• [Exercise objective] Below are some entries. Repeat exactly the lines from the one with "pub fn get_field(&self, record: &Record, name: &str)" through the one with "(spec.md §3's identity", and only those.

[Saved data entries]
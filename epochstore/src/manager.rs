//! The persistence engine (spec.md §4.5): commits value graphs to a
//! `Backend`, maintains the weak identity cache, and hands out
//! advisory locks.

use crate::{
    backend::{Backend, KvError, Namespace, Put},
    codec::{self, CodecError, DecodeContext, EncodeContext},
    id::Gid,
    lock::Lock,
    record::{Record, RecordType},
    value::Value,
};
use std::{
    collections::{HashSet, VecDeque},
    sync::Arc,
};
use thiserror::Error;
use tracing::debug;

#[derive(Error, Debug)]
pub enum ManagerError {
    #[error("record is already bound to a manager")]
    AlreadyBound,
    #[error("value graph references a record owned by a different manager")]
    CrossManager,
    #[error("field not present in the backend")]
    MissingField,
    #[error("record is not bound to this manager")]
    UnboundAccess,
    #[error("record is not bound to any manager")]
    Unbound,
    #[error(transparent)]
    Backend(#[from] KvError),
    #[error(transparent)]
    Codec(CodecError),
    #[error(transparent)]
    Lock(#[from] crate::lock::LockError),
}

impl From<CodecError> for ManagerError {
    fn from(value: CodecError) -> Self {
        match value {
            CodecError::CrossManager => ManagerError::CrossManager,
            other => ManagerError::Codec(other),
        }
    }
}

struct ManagerInner {
    id: Gid,
    backend: Arc<dyn Backend>,
    cache: scc::HashMap<Gid, std::sync::Weak<crate::record::RecordInner>>,
}

/// A handle to an open database. Cheap to clone; every clone shares
/// the same backend connection and identity cache.
///
/// Two `DataManager`s opened on the same backend are still distinct
/// managers — manager identity is per-`open()` call, not per-directory
/// (spec.md §4.5, §9: cross-process sharing happens through the
/// backend, not through manager identity).
#[derive(Clone)]
pub struct DataManager(Arc<ManagerInner>);

impl DataManager {
    pub fn open(backend: Arc<dyn Backend>) -> Self {
        DataManager(Arc::new(ManagerInner {
            id: Gid::new(),
            backend,
            cache: scc::HashMap::default(),
        }))
    }

    pub fn id(&self) -> Gid {
        self.0.id
    }

    /// Persist `record` and its transitive closure of unmanaged
    /// records in a single atomic commit (spec.md §4.5 algorithm).
    pub fn bind(&self, record: &Record) -> Result<(), ManagerError> {
        if record.is_bound() {
            return Err(ManagerError::AlreadyBound);
        }
        let (puts, processed) = self.close_package(vec![record.clone()])?;
        self.0.backend.put_many(puts)?;
        for r in processed {
            self.adopt(&r);
        }
        debug!(gid = %record.gid(), "bound record");
        Ok(())
    }

    /// Delete a bound record's entire on-disk footprint. Does not
    /// cascade: records still referencing this one will fail with
    /// `MissingField` on resolution (spec.md §9, left as-is).
    pub fn unbind(&self, record: &Record) -> Result<(), ManagerError> {
        match record.manager() {
            Some(m) if m.id() == self.id() => {}
            _ => return Err(ManagerError::UnboundAccess),
        }
        self.0.backend.delete_prefix(record.gid().as_ref())?;
        self.0.cache.remove(&record.gid());
        record.set_manager(None);
        debug!(gid = %record.gid(), "unbound record");
        Ok(())
    }

    /// Restartable iteration over every bound record, in GID order.
    pub fn iter(&self) -> Result<impl Iterator<Item = Record> + '_, ManagerError> {
        let entries = self.0.backend.iter(Namespace::Index)?;
        let this = self.clone();
        Ok(entries.filter_map(move |(key, value)| {
            let gid = Gid::from_bytes(&key);
            let kind_value = codec::decode(&value, &this.decode_ctx()).ok()?;
            let kind = RecordType::new(kind_value.as_str()?.to_owned());
            Some(this.lookup_or_rehydrate(gid, kind))
        }))
    }

    pub fn get_field(&self, record: &Record, name: &str) -> Result<Value, ManagerError> {
        let bytes = self
            .0
            .backend
            .get(Namespace::Trait, &field_key(record.gid(), name))?
            .ok_or(ManagerError::MissingField)?;
        Ok(codec::decode(&bytes, &self.decode_ctx())?)
    }

    pub fn set_field(&self, record: &Record, name: &str, value: Value) -> Result<(), ManagerError> {
        let mut seen = HashSet::new();
        let mut ctx = CommitCtx {
            manager_id: self.id(),
            seen: &mut seen,
            newly_enqueued: Vec::new(),
        };
        let bytes = codec::encode(&value, &mut ctx)?;
        let mut puts = vec![Put::new(
            Namespace::Trait,
            field_key(record.gid(), name),
            bytes,
        )];

        let (closure_puts, processed) = self.close_package(ctx.newly_enqueued)?;
        puts.extend(closure_puts);

        self.0.backend.put_many(puts)?;
        for r in processed {
            self.adopt(&r);
        }
        Ok(())
    }

    pub fn allocate_lock(&self, record: &Record, field: Option<&str>) -> Lock {
        match field {
            Some(f) => Lock::for_field(self.0.backend.clone(), record.gid(), f),
            None => Lock::for_record(self.0.backend.clone(), record.gid()),
        }
    }

    pub(crate) fn backend(&self) -> Arc<dyn Backend> {
        self.0.backend.clone()
    }

    /// Materialize a handle for a known `gid`/`kind` pair, sharing
    /// identity with any other live handle for the same `gid`. For
    /// callers (typed wrappers, job schedulers) that already know a
    /// record's kind from a field value rather than from `iter`'s
    /// index scan.
    pub fn rehydrate(&self, gid: Gid, kind: RecordType) -> Record {
        self.lookup_or_rehydrate(gid, kind)
    }

    /// Get-if-live-else-materialize-and-cache (spec.md §3's identity
    /// cache, shared by decode's reference resolution and `iter`).
    pub(crate) fn lookup_or_rehydrate(&self, gid: Gid, kind: RecordType) -> Record {
        let live = self
            .0
            .cache
            .read(&gid, |_, weak| weak.upgrade())
            .flatten();
        if let Some(inner) = live {
            return Record(inner);
        }
        let record = Record::rehydrate(self.clone(), gid, kind);
        let _ = self.0.cache.insert(gid, Arc::downgrade(&record.0));
        record
    }

    fn decode_ctx(&self) -> ManagerDecodeCtx<'_> {
        ManagerDecodeCtx { manager: self }
    }

    fn adopt(&self, record: &Record) {
        record.set_manager(Some(self.clone()));
        let _ = self.0.cache.insert(record.gid(), Arc::downgrade(&record.0));
    }

    /// The closure step of spec.md §4.5's commit algorithm: drains a
    /// work queue of unmanaged records, encoding each one's index
    /// entry and store fields, enqueueing further unmanaged records
    /// discovered along the way. Placeholder-marking against cycles
    /// is `seen`, populated from the initial queue before the first
    /// record is processed.
    fn close_package(&self, initial: Vec<Record>) -> Result<(Vec<Put>, Vec<Record>), ManagerError> {
        let mut seen: HashSet<Gid> = initial.iter().map(|r| r.gid()).collect();
        let mut queue: VecDeque<Record> = initial.into();
        let mut puts = Vec::new();
        let mut processed = Vec::new();

        while let Some(record) = queue.pop_front() {
            let mut ctx = CommitCtx {
                manager_id: self.id(),
                seen: &mut seen,
                newly_enqueued: Vec::new(),
            };

            let kind_bytes = codec::encode(&Value::Str(record.kind().name().to_owned()), &mut ctx)?;
            puts.push(Put::new(Namespace::Index, record.gid().as_ref().to_vec(), kind_bytes));

            for field in record.store_fields() {
                let value = record
                    .get(&field)
                    .expect("unmanaged record's field read never touches a manager");
                let bytes = codec::encode(&value, &mut ctx)?;
                puts.push(Put::new(Namespace::Trait, field_key(record.gid(), &field), bytes));
            }

            queue.extend(ctx.newly_enqueued);
            processed.push(record);
        }

        Ok((puts, processed))
    }
}

fn field_key(gid: Gid, name: &str) -> Vec<u8> {
    let mut key = gid.as_ref().to_vec();
    key.extend_from_slice(name.as_bytes());
    key
}

struct CommitCtx<'a> {
    manager_id: Gid,
    seen: &'a mut HashSet<Gid>,
    newly_enqueued: Vec<Record>,
}

impl EncodeContext for CommitCtx<'_> {
    fn resolve(&mut self, record: &Record) -> Result<(), CodecError> {
        match record.manager() {
            Some(m) if m.id() != self.manager_id => Err(CodecError::CrossManager),
            Some(_) => Ok(()),
            None => {
                if self.seen.insert(record.gid()) {
                    self.newly_enqueued.push(record.clone());
                }
                Ok(())
            }
        }
    }
}

struct ManagerDecodeCtx<'a> {
    manager: &'a DataManager,
}

impl DecodeContext for ManagerDecodeCtx<'_> {
    fn rehydrate(&self, gid: Gid, kind: RecordType) -> Record {
        self.manager.lookup_or_rehydrate(gid, kind)
    }
}
//! `encode`/`decode` over the value universe, with record references
//! substituted through a manager-supplied persistence callback
//! (spec.md §4.1).

use crate::{
    record::{Record, RecordType},
    value::{Value, ValueSet},
    wire::{Wire, WireReference},
};
use thiserror::Error;

#[derive(Error, Debug)]
pub enum CodecError {
    #[error("record belongs to a different manager")]
    CrossManager,
    #[error("messagepack encode failed: {0}")]
    Encode(#[from] rmp_serde::encode::Error),
    #[error("messagepack decode failed: {0}")]
    Decode(#[from] rmp_serde::decode::Error),
}

/// Supplied by the manager during `encode`. Resolves a record to a
/// reference token, enqueueing it for recursive persistence if it's
/// not yet bound to this manager.
pub trait EncodeContext {
    fn resolve(&mut self, record: &Record) -> Result<(), CodecError>;
}

/// Supplied by the manager during `decode`. Rehydrates a reference
/// token into a live record through the identity cache.
pub trait DecodeContext {
    fn rehydrate(&self, gid: crate::id::Gid, kind: RecordType) -> Record;
}

pub fn encode(value: &Value, ctx: &mut dyn EncodeContext) -> Result<Vec<u8>, CodecError> {
    let wire = to_wire(value, ctx)?;
    Ok(rmp_serde::to_vec(&wire)?)
}

pub fn decode(bytes: &[u8], ctx: &dyn DecodeContext) -> Result<Value, CodecError> {
    let wire: Wire = rmp_serde::from_slice(bytes)?;
    Ok(from_wire(wire, ctx))
}

fn to_wire(value: &Value, ctx: &mut dyn EncodeContext) -> Result<Wire, CodecError> {
    Ok(match value {
        Value::Null => Wire::Null,
        Value::Bool(b) => Wire::Bool(*b),
        Value::Int(i) => Wire::Int(*i),
        Value::Float(f) => Wire::Float(*f),
        Value::Complex(r, i) => Wire::Complex(*r, *i),
        Value::Str(s) => Wire::Str(s.clone()),
        Value::Bytes(b) => Wire::Bytes(b.clone()),
        Value::Seq(items) => Wire::Seq(
            items
                .iter()
                .map(|v| to_wire(v, ctx))
                .collect::<Result<_, _>>()?,
        ),
        Value::Set(items) => Wire::Set(
            items
                .iter()
                .map(|v| to_wire(v, ctx))
                .collect::<Result<_, _>>()?,
        ),
        Value::FrozenSet(items) => Wire::FrozenSet(
            items
                .iter()
                .map(|v| to_wire(v, ctx))
                .collect::<Result<_, _>>()?,
        ),
        Value::Map(pairs) => Wire::Map(
            pairs
                .iter()
                .map(|(k, v)| Ok((to_wire(k, ctx)?, to_wire(v, ctx)?)))
                .collect::<Result<_, CodecError>>()?,
        ),
        Value::Record(record) => {
            ctx.resolve(record)?;
            Wire::Reference(WireReference::new(record.gid(), record.kind()))
        }
    })
}

fn from_wire(wire: Wire, ctx: &dyn DecodeContext) -> Value {
    match wire {
        Wire::Null => Value::Null,
        Wire::Bool(b) => Value::Bool(b),
        Wire::Int(i) => Value::Int(i),
        Wire::Float(f) => Value::Float(f),
        Wire::Complex(r, i) => Value::Complex(r, i),
        Wire::Str(s) => Value::Str(s),
        Wire::Bytes(b) => Value::Bytes(b),
        Wire::Seq(items) => Value::Seq(items.into_iter().map(|w| from_wire(w, ctx)).collect()),
        Wire::Set(items) => Value::Set(
            items
                .into_iter()
                .map(|w| from_wire(w, ctx))
                .collect::<ValueSet>(),
        ),
        Wire::FrozenSet(items) => Value::FrozenSet(
            items
                .into_iter()
                .map(|w| from_wire(w, ctx))
                .collect::<ValueSet>(),
        ),
        Wire::Map(pairs) => Value::Map(
            pairs
                .into_iter()
                .map(|(k, v)| (from_wire(k, ctx), from_wire(v, ctx)))
                .collect(),
        ),
        Wire::Reference(r) => {
            let kind = RecordType::new(r.kind_name.as_str());
            Value::Record(ctx.rehydrate(r.gid, kind))
        }
    }
}

#[cfg(test)]
mod tests {
    use super::*;

    struct NoRecords;
    impl EncodeContext for NoRecords {
        fn resolve(&mut self, _record: &Record) -> Result<(), CodecError> {
            unreachable!("no records in these tests")
        }
    }
    impl DecodeContext for NoRecords {
        fn rehydrate(&self, _gid: crate::id::Gid, _kind: RecordType) -> Record {
            unreachable!("no records in these tests")
        }
    }

    fn round_trip(v: Value) -> Value {
        let bytes = encode(&v, &mut NoRecords).unwrap();
        decode(&bytes, &NoRecords).unwrap()
    }

    #[test]
    fn primitives_round_trip() {
        assert_eq!(round_trip(Value::Null), Value::Null);
        assert_eq!(round_trip(Value::Bool(true)), Value::Bool(true));
        assert_eq!(round_trip(Value::Int(-42)), Value::Int(-42));
        assert_eq!(round_trip(Value::Float(1.5)), Value::Float(1.5));
        assert_eq!(round_trip(Value::Complex(1.0, -2.0)), Value::Complex(1.0, -2.0));
        assert_eq!(
            round_trip(Value::Str("nature".into())),
            Value::Str("nature".into())
        );
        assert_eq!(
            round_trip(Value::Bytes(vec![1, 2, 3])),
            Value::Bytes(vec![1, 2, 3])
        );
    }

    #[test]
    fn nested_containers_round_trip() {
        let v = Value::Seq(vec![
            Value::Int(1),
            Value::Map(vec![(Value::Str("k".into()), Value::Bool(false))]),
            Value::Seq(vec![Value::Null]),
        ]);
        assert_eq!(round_trip(v.clone()).to_string(), v.to_string());
    }

    #[test]
    fn sets_round_trip_regardless_of_insertion_order() {
        let a: ValueSet = vec![Value::Int(1), Value::Int(2)].into_iter().collect();
        let b: ValueSet = vec![Value::Int(2), Value::Int(1)].into_iter().collect();
        assert_eq!(round_trip(Value::Set(a)), Value::Set(b));
    }

    #[test]
    fn empty_collections_round_trip() {
        assert_eq!(round_trip(Value::Seq(vec![])), Value::Seq(vec![]));
        assert_eq!(round_trip(Value::Map(vec![])), Value::Map(vec![]));
    }
}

• [Output of the task]
    pub fn get_field(&self, record: &Record, name: &str) -> Result<Value, ManagerError> {
        let bytes = self
            .0
            .backend
            .get(Namespace::Trait, &field_key(record.gid(), name))?
            .ok_or(ManagerError::MissingField)?;
        Ok(codec::decode(&bytes, &self.decode_ctx())?)
    }

    pub fn set_field(&self, record: &Record, name: &str, value: Value) -> Result<(), ManagerError> {
        let mut seen = HashSet::new();
        let mut ctx = CommitCtx {
            manager_id: self.id(),
            seen: &mut seen,
            newly_enqueued: Vec::new(),
        };
        let bytes = codec::encode(&value, &mut ctx)?;
        let mut puts = vec![Put::new(
            Namespace::Trait,
            field_key(record.gid(), name),
            bytes,
        )];

        let (closure_puts, processed) = self.close_package(ctx.newly_enqueued)?;
        puts.extend(closure_puts);

        self.0.backend.put_many(puts)?;
        for r in processed {
            self.adopt(&r);
        }
        Ok(())
    }

    pub fn allocate_lock(&self, record: &Record, field: Option<&str>) -> Lock {
        match field {
            Some(f) => Lock::for_field(self.0.backend.clone(), record.gid(), f),
            None => Lock::for_record(self.0.backend.clone(), record.gid()),
        }
    }

    pub(crate) fn backend(&self) -> Arc<dyn Backend> {
        self.0.backend.clone()
    }

    /// Materialize a handle for a known `gid`/`kind` pair, sharing
    /// identity with any other live handle for the same `gid`. For
    /// callers (typed wrappers, job schedulers) that already know a
    /// record's kind from a field value rather than from `iter`'s
    /// index scan.
    pub fn rehydrate(&self, gid: Gid, kind: RecordType) -> Record {
        self.lookup_or_rehydrate(gid, kind)
    }

    /// Get-if-live-else-materialize-and-cache (spec.md §3's identity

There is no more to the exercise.